▶ [PROMPT]:
What you give back should be exactly the opening lines of the data, ending with the line that contains "targets on success." and including it.
*** Opening GIVEN RECORDS ***
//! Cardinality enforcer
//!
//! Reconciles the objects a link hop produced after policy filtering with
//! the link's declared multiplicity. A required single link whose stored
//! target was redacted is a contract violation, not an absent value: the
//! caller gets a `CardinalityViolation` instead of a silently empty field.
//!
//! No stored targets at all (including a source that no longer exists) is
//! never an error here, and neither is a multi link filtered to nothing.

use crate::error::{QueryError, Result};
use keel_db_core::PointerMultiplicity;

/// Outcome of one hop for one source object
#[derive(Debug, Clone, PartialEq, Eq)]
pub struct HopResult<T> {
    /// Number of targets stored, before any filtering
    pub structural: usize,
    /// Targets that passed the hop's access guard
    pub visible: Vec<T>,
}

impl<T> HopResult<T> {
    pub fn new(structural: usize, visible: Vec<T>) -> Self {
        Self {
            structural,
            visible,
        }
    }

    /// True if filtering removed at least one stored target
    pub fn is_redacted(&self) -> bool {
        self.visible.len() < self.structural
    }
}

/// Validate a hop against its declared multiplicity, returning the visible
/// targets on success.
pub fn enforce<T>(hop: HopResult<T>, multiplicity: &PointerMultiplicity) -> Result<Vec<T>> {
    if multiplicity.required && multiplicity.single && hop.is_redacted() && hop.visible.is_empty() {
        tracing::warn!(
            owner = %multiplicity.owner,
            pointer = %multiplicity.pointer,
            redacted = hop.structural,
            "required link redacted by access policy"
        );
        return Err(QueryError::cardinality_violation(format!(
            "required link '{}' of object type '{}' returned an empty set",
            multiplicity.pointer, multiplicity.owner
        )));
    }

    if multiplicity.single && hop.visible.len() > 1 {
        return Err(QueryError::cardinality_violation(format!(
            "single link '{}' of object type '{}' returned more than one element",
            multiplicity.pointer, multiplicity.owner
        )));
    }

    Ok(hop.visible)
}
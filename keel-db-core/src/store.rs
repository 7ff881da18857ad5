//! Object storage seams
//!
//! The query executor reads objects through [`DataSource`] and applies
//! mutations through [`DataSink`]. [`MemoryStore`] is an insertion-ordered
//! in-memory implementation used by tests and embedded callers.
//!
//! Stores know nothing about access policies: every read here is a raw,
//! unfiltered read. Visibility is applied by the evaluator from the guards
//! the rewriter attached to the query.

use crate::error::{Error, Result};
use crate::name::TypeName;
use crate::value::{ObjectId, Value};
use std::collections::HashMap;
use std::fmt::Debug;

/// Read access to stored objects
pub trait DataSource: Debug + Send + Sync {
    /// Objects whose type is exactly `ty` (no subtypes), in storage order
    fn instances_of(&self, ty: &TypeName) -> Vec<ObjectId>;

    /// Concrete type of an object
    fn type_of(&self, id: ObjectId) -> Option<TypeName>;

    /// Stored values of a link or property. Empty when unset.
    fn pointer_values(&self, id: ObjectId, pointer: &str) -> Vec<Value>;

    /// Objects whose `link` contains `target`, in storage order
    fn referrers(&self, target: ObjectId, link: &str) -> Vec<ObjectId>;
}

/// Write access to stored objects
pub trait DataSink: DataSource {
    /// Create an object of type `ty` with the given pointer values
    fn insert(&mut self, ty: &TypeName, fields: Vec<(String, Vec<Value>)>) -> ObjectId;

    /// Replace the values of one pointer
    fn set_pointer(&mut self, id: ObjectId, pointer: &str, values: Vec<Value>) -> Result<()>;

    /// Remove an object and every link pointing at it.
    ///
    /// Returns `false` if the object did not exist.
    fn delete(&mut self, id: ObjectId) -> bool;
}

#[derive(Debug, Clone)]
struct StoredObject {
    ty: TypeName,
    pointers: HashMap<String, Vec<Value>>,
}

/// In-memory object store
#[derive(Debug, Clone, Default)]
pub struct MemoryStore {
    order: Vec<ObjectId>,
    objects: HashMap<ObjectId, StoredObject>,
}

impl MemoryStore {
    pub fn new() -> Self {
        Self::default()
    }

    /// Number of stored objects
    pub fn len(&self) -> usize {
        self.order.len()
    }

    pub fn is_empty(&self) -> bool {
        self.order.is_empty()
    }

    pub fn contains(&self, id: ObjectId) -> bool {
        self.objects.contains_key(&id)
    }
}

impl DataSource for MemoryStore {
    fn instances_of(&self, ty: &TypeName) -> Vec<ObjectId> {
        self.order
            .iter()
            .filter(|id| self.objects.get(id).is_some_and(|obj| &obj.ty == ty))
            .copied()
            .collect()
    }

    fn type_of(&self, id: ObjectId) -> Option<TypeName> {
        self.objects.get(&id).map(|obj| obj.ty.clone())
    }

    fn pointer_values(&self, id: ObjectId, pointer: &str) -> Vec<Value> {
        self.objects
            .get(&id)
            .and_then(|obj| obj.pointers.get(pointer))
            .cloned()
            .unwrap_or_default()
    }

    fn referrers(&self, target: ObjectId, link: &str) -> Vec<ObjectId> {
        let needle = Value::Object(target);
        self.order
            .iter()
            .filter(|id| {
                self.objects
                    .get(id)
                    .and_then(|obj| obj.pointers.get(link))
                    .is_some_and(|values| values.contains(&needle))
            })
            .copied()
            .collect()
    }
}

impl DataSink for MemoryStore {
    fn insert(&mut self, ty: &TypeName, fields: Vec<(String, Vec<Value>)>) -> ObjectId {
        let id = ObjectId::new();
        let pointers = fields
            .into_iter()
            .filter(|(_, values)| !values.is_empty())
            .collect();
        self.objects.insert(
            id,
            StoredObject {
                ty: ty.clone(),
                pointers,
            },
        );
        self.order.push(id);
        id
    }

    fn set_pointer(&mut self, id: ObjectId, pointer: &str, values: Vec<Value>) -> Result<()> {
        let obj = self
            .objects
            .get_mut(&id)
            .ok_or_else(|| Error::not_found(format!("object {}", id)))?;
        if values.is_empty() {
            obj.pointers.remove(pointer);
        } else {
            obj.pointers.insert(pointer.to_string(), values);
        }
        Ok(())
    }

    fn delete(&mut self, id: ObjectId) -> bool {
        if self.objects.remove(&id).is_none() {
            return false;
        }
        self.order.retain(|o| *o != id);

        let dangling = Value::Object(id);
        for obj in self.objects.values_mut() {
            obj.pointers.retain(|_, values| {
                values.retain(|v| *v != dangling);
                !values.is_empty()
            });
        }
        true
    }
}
*** Closing GIVEN RECORDS ***
▶ [RESULT]:
//! Cardinality enforcer
//!
//! Reconciles the objects a link hop produced after policy filtering with
//! the link's declared multiplicity. A required single link whose stored
//! target was redacted is a contract violation, not an absent value: the
//! caller gets a `CardinalityViolation` instead of a silently empty field.
//!
//! No stored targets at all (including a source that no longer exists) is
//! never an error here, and neither is a multi link filtered to nothing.

use crate::error::{QueryError, Result};
use keel_db_core::PointerMultiplicity;

/// Outcome of one hop for one source object
#[derive(Debug, Clone, PartialEq, Eq)]
pub struct HopResult<T> {
    /// Number of targets stored, before any filtering
    pub structural: usize,
    /// Targets that passed the hop's access guard
    pub visible: Vec<T>,
}

impl<T> HopResult<T> {
    pub fn new(structural: usize, visible: Vec<T>) -> Self {
        Self {
            structural,
            visible,
        }
    }

    /// True if filtering removed at least one stored target
    pub fn is_redacted(&self) -> bool {
        self.visible.len() < self.structural
    }
}

/// Validate a hop against its declared multiplicity, returning the visible
/// targets on success.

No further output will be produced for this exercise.